Price stars as Lord Edward Whitman, an Elizabethan era magistrate presiding over a small, ignorant English village. The film opens as he decides the fate of a young woman and has her marched through the streets prior to placing her in the stocks. True to form, Whitman holds a spread at his mansion and two teenagers show up. He chastens them, even as a howling noise emanates from outside. He also hunts down a group of necromancers, thus finally irritating the coven leader Oona (Elizabeth Bergner). She curses the entire Whitman family and a demon possesses the servant Roderick (Patrick Mower).
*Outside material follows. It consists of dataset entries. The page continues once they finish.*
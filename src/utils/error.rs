use thiserror::Error;

#[derive(Error, Debug)]
pub enum ScheduleError {
    #[error("CSV processing error: {0}")]
    Csv(#[from] csv::Error),

    #[error("IO error: {0}")]
    Io(#[from] std::io::Error),

    #[error("Zip operation failed: {0}")]
    Zip(#[from] zip::result::ZipError),

    #[error("Serialization error: {0}")]
    Serialization(#[from] serde_json::Error),

    #[error("TOML parsing error: {0}")]
    Toml(#[from] toml::de::Error),

    #[error("Missing configuration field: {field}")]
    MissingConfig { field: String },

    #[error("Invalid value for {field}: '{value}' ({reason})")]
    InvalidConfigValue {
        field: String,
        value: String,
        reason: String,
    },

    #[error("Malformed poll: {message}")]
    Poll { message: String },

    #[error("Unparseable slot '{label}': {reason}")]
    Slot { label: String, reason: String },

    #[error("Calendar '{name}' not found in directory")]
    CalendarNotFound { name: String },
}

#[derive(Debug, Clone, Copy, PartialEq, Eq)]
pub enum ErrorCategory {
    Input,
    Configuration,
    Output,
    System,
}

#[derive(Debug, Clone, Copy, PartialEq, Eq, PartialOrd, Ord)]
pub enum ErrorSeverity {
    Low,
    Medium,
    High,
    Critical,
}

impl ScheduleError {
    pub fn category(&self) -> ErrorCategory {
        match self {
            Self::Csv(_) | Self::Poll { .. } | Self::Slot { .. } => ErrorCategory::Input,
            Self::Toml(_)
            | Self::MissingConfig { .. }
            | Self::InvalidConfigValue { .. }
            | Self::CalendarNotFound { .. } => ErrorCategory::Configuration,
            Self::Zip(_) | Self::Serialization(_) => ErrorCategory::Output,
            Self::Io(_) => ErrorCategory::System,
        }
    }

    pub fn severity(&self) -> ErrorSeverity {
        match self {
            Self::CalendarNotFound { .. } => ErrorSeverity::Medium,
            Self::Csv(_)
            | Self::Poll { .. }
            | Self::Slot { .. }
            | Self::Toml(_)
            | Self::MissingConfig { .. }
            | Self::InvalidConfigValue { .. } => ErrorSeverity::High,
            Self::Zip(_) | Self::Serialization(_) | Self::Io(_) => ErrorSeverity::Critical,
        }
    }

    pub fn recovery_suggestion(&self) -> String {
        match self {
            Self::Csv(_) => "Check that the poll file is a valid CSV export".to_string(),
            Self::Poll { .. } => {
                "Check the poll layout: header rows for date/weekday/time, one row per participant"
                    .to_string()
            }
            Self::Slot { .. } => {
                "Slot headers must carry a parseable date and a time range like 9:00-10:00"
                    .to_string()
            }
            Self::Toml(_) => "Make sure the config file is valid TOML".to_string(),
            Self::MissingConfig { field } => format!("Set '{}' in the config file or CLI", field),
            Self::InvalidConfigValue { field, .. } => {
                format!("Correct the value of '{}' and retry", field)
            }
            Self::CalendarNotFound { name } => format!(
                "Add a calendar named '{}' to the directory file, or use 'primary'",
                name
            ),
            Self::Zip(_) | Self::Serialization(_) => {
                "Retry the export; if it persists, inspect the allocation output".to_string()
            }
            Self::Io(_) => "Check file paths and permissions".to_string(),
        }
    }

    pub fn user_friendly_message(&self) -> String {
        match self.category() {
            ErrorCategory::Input => format!("The poll input could not be processed: {}", self),
            ErrorCategory::Configuration => format!("Configuration problem: {}", self),
            ErrorCategory::Output => format!("Writing the schedule output failed: {}", self),
            ErrorCategory::System => format!("System error: {}", self),
        }
    }
}

pub type Result<T> = std::result::Result<T, ScheduleError>;

#[cfg(test)]
mod tests {
    use super::*;

    #[test]
    fn test_poll_error_is_high_severity_input() {
        let err = ScheduleError::Poll {
            message: "duplicate participant".to_string(),
        };
        assert_eq!(err.category(), ErrorCategory::Input);
        assert_eq!(err.severity(), ErrorSeverity::High);
    }

    #[test]
    fn test_calendar_not_found_suggestion_names_calendar() {
        let err = ScheduleError::CalendarNotFound {
            name: "Lab Use".to_string(),
        };
        assert!(err.recovery_suggestion().contains("Lab Use"));
    }
}
pub mod toml_config;

use crate::config::toml_config::TomlConfig;
use crate::core::ConfigProvider;
use crate::utils::validation::{
    validate_file_extension, validate_non_empty_string, validate_path, Validate,
};
use clap::Parser;
use serde::{Deserialize, Serialize};

pub const DEFAULT_MARKER: &str = "OK";

#[derive(Debug, Clone, Serialize, Deserialize, Parser)]
#[command(name = "autocalendar")]
#[command(about = "Allocate poll timeslots and prepare calendar bookings")]
pub struct CliConfig {
    /// Poll CSV export to allocate
    #[arg(long, default_value = "doodle_poll.csv")]
    pub poll_file: String,

    #[arg(long, default_value = "./output")]
    pub output_path: String,

    /// Cell value that counts as a selection (default "OK")
    #[arg(long)]
    pub marker: Option<String>,

    /// Poll has slots as rows and participants as columns
    #[arg(long)]
    pub transpose: bool,

    /// Fixed seed for reproducible allocation
    #[arg(long)]
    pub seed: Option<u64>,

    /// Optional TOML config with event and poll settings
    #[arg(short, long)]
    pub config: Option<String>,

    /// Parse and report the poll without allocating
    #[arg(long)]
    pub dry_run: bool,

    #[arg(long, help = "Enable verbose output")]
    pub verbose: bool,
}

impl CliConfig {
    /// Fold TOML poll settings into the parsed arguments. Flags given on
    /// the command line take precedence over the file.
    pub fn apply_toml(&mut self, toml: &TomlConfig) {
        if self.marker.is_none() {
            self.marker = toml.poll_marker();
        }
        if toml.poll_transpose().unwrap_or(false) {
            self.transpose = true;
        }
    }
}

impl ConfigProvider for CliConfig {
    fn poll_path(&self) -> &str {
        &self.poll_file
    }

    fn output_path(&self) -> &str {
        &self.output_path
    }

    fn selection_marker(&self) -> &str {
        self.marker.as_deref().unwrap_or(DEFAULT_MARKER)
    }

    fn transpose(&self) -> bool {
        self.transpose
    }

    fn seed(&self) -> Option<u64> {
        self.seed
    }
}

impl Validate for CliConfig {
    fn validate(&self) -> crate::utils::error::Result<()> {
        validate_path("poll_file", &self.poll_file)?;
        validate_file_extension("poll_file", &self.poll_file, &["csv"])?;
        validate_path("output_path", &self.output_path)?;
        if let Some(marker) = &self.marker {
            validate_non_empty_string("marker", marker)?;
        }
        Ok(())
    }
}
There are lots of interweaving relationships in CRY OF THE BANSHEE and it can be hard to keep track of things without a flow chart. Roderick is involved with one of the Whitmans (Hilary Dwyer) and Lord Edward is okay with this because it seems to have a calming effect. Meanwhile, Lord Edward is on his second wife (Essy Persson) and his eldest son (Stephen Chase) takes what could worst be described as an “interest” in her. The family details sketch just how stomach-turning the Whitman band can be and it gets all the more intricate when Harry Whitman (Carl Rigg) returns home with a priest (Marshall Jones).
CRY OF THE BANSHEE is best when it hints at meaning, like when Price rants about the authority of government and how he plans on maintaining power. The tone is beautifully pessimistic, counting an ebullient tavern song about rape and castration. This is emphasized by the sexual assault of a barmaid. Naturally, the villagers cheer and chuckle along. Hessler’s movie does highlight the horrors of the ignorant, how they tumble against the heaven-sent glut of Lord Whitman and Co., how easily they can slip into lunacy. Unfortunately, it’s too complicated and overcooked in the balance. It’s also remarkably easy to get lost in this sea of Elizabethan woe and enthusiastic sexual assaults.